GFP reporter assays.

L. pneumophila JR32, 500, 509, 525, or 529 strains harboring P_lqsR-, P_lqsA-, P_lqsS-, P_lvbR-, or P_hnox1-gfp (ASV) fusion reporter plasmids (pRH037, pRH038, pRH051, pRH023, or pRH026) or empty pMMB207C plasmid (pTS10) were grown for 23 to 24 h at 37°C in AYE medium supplemented with chloramphenicol (Cm; 5 μg/mL). Strains were subsequently inoculated from these cultures at an initial OD₆₀₀ of 0.2 in AYE medium/Cm into a black clear bottom 96-well plate (100 μL/well, polystyrene, 353219, Falcon) and incubated at 30°C or 45°C while orbitally shaking.
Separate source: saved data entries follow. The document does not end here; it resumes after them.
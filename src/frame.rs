//! Frame records: full images in system memory.
//!
//! A frame describes a 2D image with an optional border of padding around
//! it. The padding is logical: when a tile's halo reaches past the frame
//! border, the transfer engine synthesizes those elements according to the
//! frame's [`PaddingPolicy`] instead of reading them.
//!
//! # Memory Layout
//!
//! ```text
//!  buffer start
//!  v
//!  ┌──────────────── pitch ───────────────┐
//!  │        pad_top rows                  │
//!  │ pad_left │ width × height │ pad_right │
//!  │        pad_bottom rows               │
//!  └──────────────────────────────────────┘
//! ```
//!
//! Element `(0, 0)` sits `(pad_top * pitch + pad_left) * element_size` bytes
//! past the buffer start. Pitch is counted in elements.

use crate::error::{Error, Result};
use crate::geometry::{Rect, Span};
use crate::memory::MemorySegment;
use crate::tile::ElementType;
use std::sync::Arc;

/// How halo elements outside a frame are synthesized.
#[derive(Debug, Clone, Copy, PartialEq, Eq, Default)]
pub enum PaddingPolicy {
    /// Fill with zero bytes.
    #[default]
    Zero,
    /// Fill with the frame's padding value.
    Constant,
    /// Copy the nearest valid row or column outward.
    Replicate,
}

impl PaddingPolicy {
    /// Numeric code: 0 zero, 1 constant, 2 replicate.
    pub fn code(self) -> u8 {
        match self {
            PaddingPolicy::Zero => 0,
            PaddingPolicy::Constant => 1,
            PaddingPolicy::Replicate => 2,
        }
    }

    /// Look up a policy by numeric code.
    pub fn from_code(code: u8) -> Option<Self> {
        match code {
            0 => Some(PaddingPolicy::Zero),
            1 => Some(PaddingPolicy::Constant),
            2 => Some(PaddingPolicy::Replicate),
            _ => None,
        }
    }
}

/// Border widths around a frame or tile, in elements.
#[derive(Debug, Clone, Copy, PartialEq, Eq, Default)]
pub struct Border {
    /// Columns to the left.
    pub left: u16,
    /// Rows above.
    pub top: u16,
    /// Columns to the right.
    pub right: u16,
    /// Rows below.
    pub bottom: u16,
}

impl Border {
    /// `width` columns on both sides and `height` rows above and below.
    pub const fn uniform(width: u16, height: u16) -> Self {
        Self {
            left: width,
            top: height,
            right: width,
            bottom: height,
        }
    }

    /// No border.
    pub const fn none() -> Self {
        Self::uniform(0, 0)
    }

    /// Grow `rect` outward by this border, saturating at the `i32` range.
    pub(crate) fn expand(&self, rect: Rect) -> Rect {
        Rect::new(
            Span::new(
                rect.x.start.saturating_sub(self.left as i32),
                rect.x.end.saturating_add(self.right as i32),
            ),
            Span::new(
                rect.y.start.saturating_sub(self.top as i32),
                rect.y.end.saturating_add(self.bottom as i32),
            ),
        )
    }

    /// Grow `rect` outward by this border, or `None` if an edge leaves the
    /// `i32` range.
    pub(crate) fn checked_expand(&self, rect: Rect) -> Option<Rect> {
        Some(Rect::new(
            Span::new(
                rect.x.start.checked_sub(self.left as i32)?,
                rect.x.end.checked_add(self.right as i32)?,
            ),
            Span::new(
                rect.y.start.checked_sub(self.top as i32)?,
                rect.y.end.checked_add(self.bottom as i32)?,
            ),
        ))
    }
}

/// Parameters for [`TileManager::create_frame`](crate::TileManager::create_frame).
///
/// # Example
///
/// ```rust
/// use std::sync::Arc;
/// use tiledma::{ElementType, FrameSpec, PaddingPolicy};
/// use tiledma::memory::HeapSegment;
///
/// let spec = FrameSpec::new(640, 480, ElementType::U8)
///     .with_padding(4, 4)
///     .with_policy(PaddingPolicy::Constant, 0x80);
/// let buffer = Arc::new(HeapSegment::new(spec.required_len()).unwrap());
/// let spec = spec.with_buffer(buffer);
/// assert_eq!(spec.pitch(), 648);
/// ```
#[derive(Clone)]
pub struct FrameSpec {
    buffer: Option<Arc<dyn MemorySegment>>,
    width: u32,
    height: u32,
    pitch: Option<u32>,
    element: ElementType,
    padding: Border,
    policy: PaddingPolicy,
    padding_value: u8,
}

impl FrameSpec {
    /// A frame of `width`×`height` elements with no buffer and no padding.
    pub fn new(width: u32, height: u32, element: ElementType) -> Self {
        Self {
            buffer: None,
            width,
            height,
            pitch: None,
            element,
            padding: Border::none(),
            policy: PaddingPolicy::Zero,
            padding_value: 0,
        }
    }

    /// Attach the backing buffer. Frames without one are descriptors only
    /// and cannot be transferred.
    pub fn with_buffer(mut self, buffer: Arc<dyn MemorySegment>) -> Self {
        self.buffer = Some(buffer);
        self
    }

    /// Row stride in elements. Defaults to the padded width.
    pub fn with_pitch(mut self, pitch: u32) -> Self {
        self.pitch = Some(pitch);
        self
    }

    /// Symmetric padding border.
    pub fn with_padding(mut self, width: u16, height: u16) -> Self {
        self.padding = Border::uniform(width, height);
        self
    }

    /// Padding border with independent sides.
    pub fn with_border(mut self, border: Border) -> Self {
        self.padding = border;
        self
    }

    /// Padding policy and the byte used by [`PaddingPolicy::Constant`].
    pub fn with_policy(mut self, policy: PaddingPolicy, value: u8) -> Self {
        self.policy = policy;
        self.padding_value = value;
        self
    }

    /// Effective row stride in elements.
    pub fn pitch(&self) -> u32 {
        self.pitch.unwrap_or_else(|| {
            self.width
                .saturating_add(self.padding.left as u32)
                .saturating_add(self.padding.right as u32)
        })
    }

    /// Smallest buffer, in bytes, that holds this frame and its padding.
    pub fn required_len(&self) -> usize {
        let rows = self.padding.top as usize + self.height as usize + self.padding.bottom as usize;
        let cols = self.padding.left as usize + self.width as usize + self.padding.right as usize;
        if rows == 0 || cols == 0 {
            return 0;
        }
        ((rows - 1) * self.pitch() as usize + cols) * self.element.element_size()
    }
}

impl std::fmt::Debug for FrameSpec {
    fn fmt(&self, f: &mut std::fmt::Formatter<'_>) -> std::fmt::Result {
        f.debug_struct("FrameSpec")
            .field("buffer_len", &self.buffer.as_ref().map(|b| b.len()))
            .field("width", &self.width)
            .field("height", &self.height)
            .field("pitch", &self.pitch())
            .field("element", &self.element)
            .field("padding", &self.padding)
            .field("policy", &self.policy)
            .finish()
    }
}

/// A validated frame record.
#[derive(Clone)]
pub struct Frame {
    buffer: Option<Arc<dyn MemorySegment>>,
    width: u32,
    height: u32,
    pitch: u32,
    element: ElementType,
    padding: Border,
    policy: PaddingPolicy,
    padding_value: u8,
}

impl Frame {
    /// Validate `spec` and build a frame record.
    ///
    /// # Errors
    ///
    /// - [`Error::BadArgument`] for zero dimensions or a pitch narrower than
    ///   the padded width
    /// - [`Error::BufferOverflow`] if the buffer is smaller than the geometry
    pub fn new(spec: FrameSpec) -> Result<Self> {
        if spec.width == 0 || spec.height == 0 {
            return Err(Error::bad_argument(format!(
                "frame dimensions {}x{} must be non-zero",
                spec.width, spec.height
            )));
        }
        let padded_width = spec.width as u64 + spec.padding.left as u64 + spec.padding.right as u64;
        if (spec.pitch() as u64) < padded_width {
            return Err(Error::bad_argument(format!(
                "frame pitch {} is narrower than padded width {padded_width}",
                spec.pitch()
            )));
        }
        Rect::checked_from_origin(0, 0, spec.width, spec.height)
            .and_then(|extent| spec.padding.checked_expand(extent))
            .ok_or_else(|| Error::bad_argument("padded frame does not fit in frame coordinates"))?;
        if let Some(buffer) = &spec.buffer {
            if buffer.len() < spec.required_len() {
                return Err(Error::BufferOverflow("frame buffer smaller than its geometry"));
            }
        }

        Ok(Self {
            pitch: spec.pitch(),
            buffer: spec.buffer,
            width: spec.width,
            height: spec.height,
            element: spec.element,
            padding: spec.padding,
            policy: spec.policy,
            padding_value: spec.padding_value,
        })
    }

    /// Backing buffer, if any.
    #[inline]
    pub fn buffer(&self) -> Option<&Arc<dyn MemorySegment>> {
        self.buffer.as_ref()
    }

    /// Width in elements, excluding padding.
    #[inline]
    pub fn width(&self) -> u32 {
        self.width
    }

    /// Height in rows, excluding padding.
    #[inline]
    pub fn height(&self) -> u32 {
        self.height
    }

    /// Row stride in elements.
    #[inline]
    pub fn pitch(&self) -> u32 {
        self.pitch
    }

    /// Row stride in bytes.
    #[inline]
    pub fn pitch_bytes(&self) -> usize {
        self.pitch as usize * self.element.element_size()
    }

    /// Element layout.
    #[inline]
    pub fn element_type(&self) -> ElementType {
        self.element
    }

    /// Padding border.
    #[inline]
    pub fn padding(&self) -> Border {
        self.padding
    }

    /// Padding policy.
    #[inline]
    pub fn policy(&self) -> PaddingPolicy {
        self.policy
    }

    /// Byte written by constant padding.
    #[inline]
    pub fn padding_value(&self) -> u8 {
        self.padding_value
    }

    /// Byte offset of element `(0, 0)` from the buffer start.
    #[inline]
    pub fn data_offset(&self) -> usize {
        (self.padding.top as usize * self.pitch as usize + self.padding.left as usize)
            * self.element.element_size()
    }

    /// Byte offset of element `(x, y)`, which may lie in the padding border.
    ///
    /// Returns `None` if the position falls before the buffer start.
    pub fn offset_of(&self, x: i32, y: i32) -> Option<usize> {
        let es = self.element.element_size() as i64;
        let offset = self.data_offset() as i64 + (y as i64 * self.pitch as i64 + x as i64) * es;
        usize::try_from(offset).ok()
    }

    /// The frame's own elements.
    pub fn extent(&self) -> Rect {
        Rect::from_origin(0, 0, self.width, self.height)
    }

    /// The frame's elements plus its padding border.
    pub fn padded_extent(&self) -> Rect {
        self.padding.expand(self.extent())
    }

    /// Returns true if the frame has no buffer.
    #[inline]
    pub fn is_virtual(&self) -> bool {
        self.buffer.is_none()
    }
}

impl std::fmt::Debug for Frame {
    fn fmt(&self, f: &mut std::fmt::Formatter<'_>) -> std::fmt::Result {
        f.debug_struct("Frame")
            .field("buffer", &self.buffer.as_ref().map(|b| b.as_ptr()))
            .field("width", &self.width)
            .field("height", &self.height)
            .field("pitch", &self.pitch)
            .field("element", &self.element)
            .field("padding", &self.padding)
            .field("policy", &self.policy)
            .field("padding_value", &self.padding_value)
            .finish()
    }
}

#[cfg(test)]
mod tests {
    use super::*;
    use crate::memory::HeapSegment;

    #[test]
    fn test_padding_codes() {
        for code in 0..3 {
            assert_eq!(PaddingPolicy::from_code(code).unwrap().code(), code);
        }
        assert_eq!(PaddingPolicy::from_code(3), None);
    }

    #[test]
    fn test_frame_layout() {
        let spec = FrameSpec::new(10, 4, ElementType::U16).with_padding(2, 1);
        assert_eq!(spec.pitch(), 14);
        // rows 0..=5, last row holds 14 elements of 2 bytes
        assert_eq!(spec.required_len(), (5 * 14 + 14) * 2);

        let buffer = Arc::new(HeapSegment::new(spec.required_len()).unwrap());
        let frame = Frame::new(spec.with_buffer(buffer)).unwrap();
        assert_eq!(frame.data_offset(), (14 + 2) * 2);
        assert_eq!(frame.offset_of(-2, -1), Some(0));
        assert_eq!(frame.offset_of(-3, -1), None);
        assert_eq!(frame.offset_of(1, 1), Some(frame.data_offset() + (14 + 1) * 2));
        assert_eq!(frame.padded_extent(), Rect::new(Span::new(-2, 11), Span::new(-1, 4)));
        assert!(!frame.is_virtual());
    }

    #[test]
    fn test_frame_validation() {
        assert!(matches!(
            Frame::new(FrameSpec::new(0, 4, ElementType::U8)),
            Err(Error::BadArgument(_))
        ));
        assert!(matches!(
            Frame::new(FrameSpec::new(8, 4, ElementType::U8).with_padding(1, 0).with_pitch(9)),
            Err(Error::BadArgument(_))
        ));

        let small = Arc::new(HeapSegment::new(8 * 4 - 1).unwrap());
        assert_eq!(
            Frame::new(FrameSpec::new(8, 4, ElementType::U8).with_buffer(small)).unwrap_err(),
            Error::BufferOverflow("frame buffer smaller than its geometry")
        );
    }

    #[test]
    fn test_border_expand_near_limits() {
        let border = Border::uniform(2, 1);
        let rect = Rect::from_origin(0, 0, 4, 4);
        assert_eq!(border.checked_expand(rect), Some(border.expand(rect)));
        assert_eq!(border.expand(rect), Rect::new(Span::new(-2, 5), Span::new(-1, 4)));

        let edge = Rect::new(Span::new(i32::MIN, 0), Span::new(0, i32::MAX));
        assert_eq!(border.checked_expand(edge), None);
        assert_eq!(
            border.expand(edge),
            Rect::new(Span::new(i32::MIN, 2), Span::new(-1, i32::MAX))
        );
    }

    #[test]
    fn test_frame_must_fit_coordinates() {
        let wide = i32::MAX as u32;
        assert!(Frame::new(FrameSpec::new(wide, 1, ElementType::U8).with_padding(1, 0)).is_ok());
        assert!(matches!(
            Frame::new(FrameSpec::new(wide, 1, ElementType::U8).with_padding(2, 0)),
            Err(Error::BadArgument(_))
        ));
        assert!(matches!(
            Frame::new(FrameSpec::new(u32::MAX, 1, ElementType::U8)),
            Err(Error::BadArgument(_))
        ));
        assert!(matches!(
            Frame::new(FrameSpec::new(u32::MAX, 1, ElementType::U8).with_padding(1, 0)),
            Err(Error::BadArgument(_))
        ));
    }

    #[test]
    fn test_virtual_frame() {
        let frame = Frame::new(FrameSpec::new(16, 16, ElementType::U8)).unwrap();
        assert!(frame.is_virtual());
        assert!(frame.buffer().is_none());
    }
}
GFP production and bacterial growth were monitored in triplicates by measuring fluorescence (excitation, 485 nm; emission, 528 nm; gain, 50) and the OD₆₀₀ with a microplate reader (Synergy H1 or Cytation5 Hybrid Multi-Mode Reader, BioTek). Blank value (AYE medium) was subtracted from all values, and numbers are expressed as relative fluorescence units (RFU) or OD₆₀₀.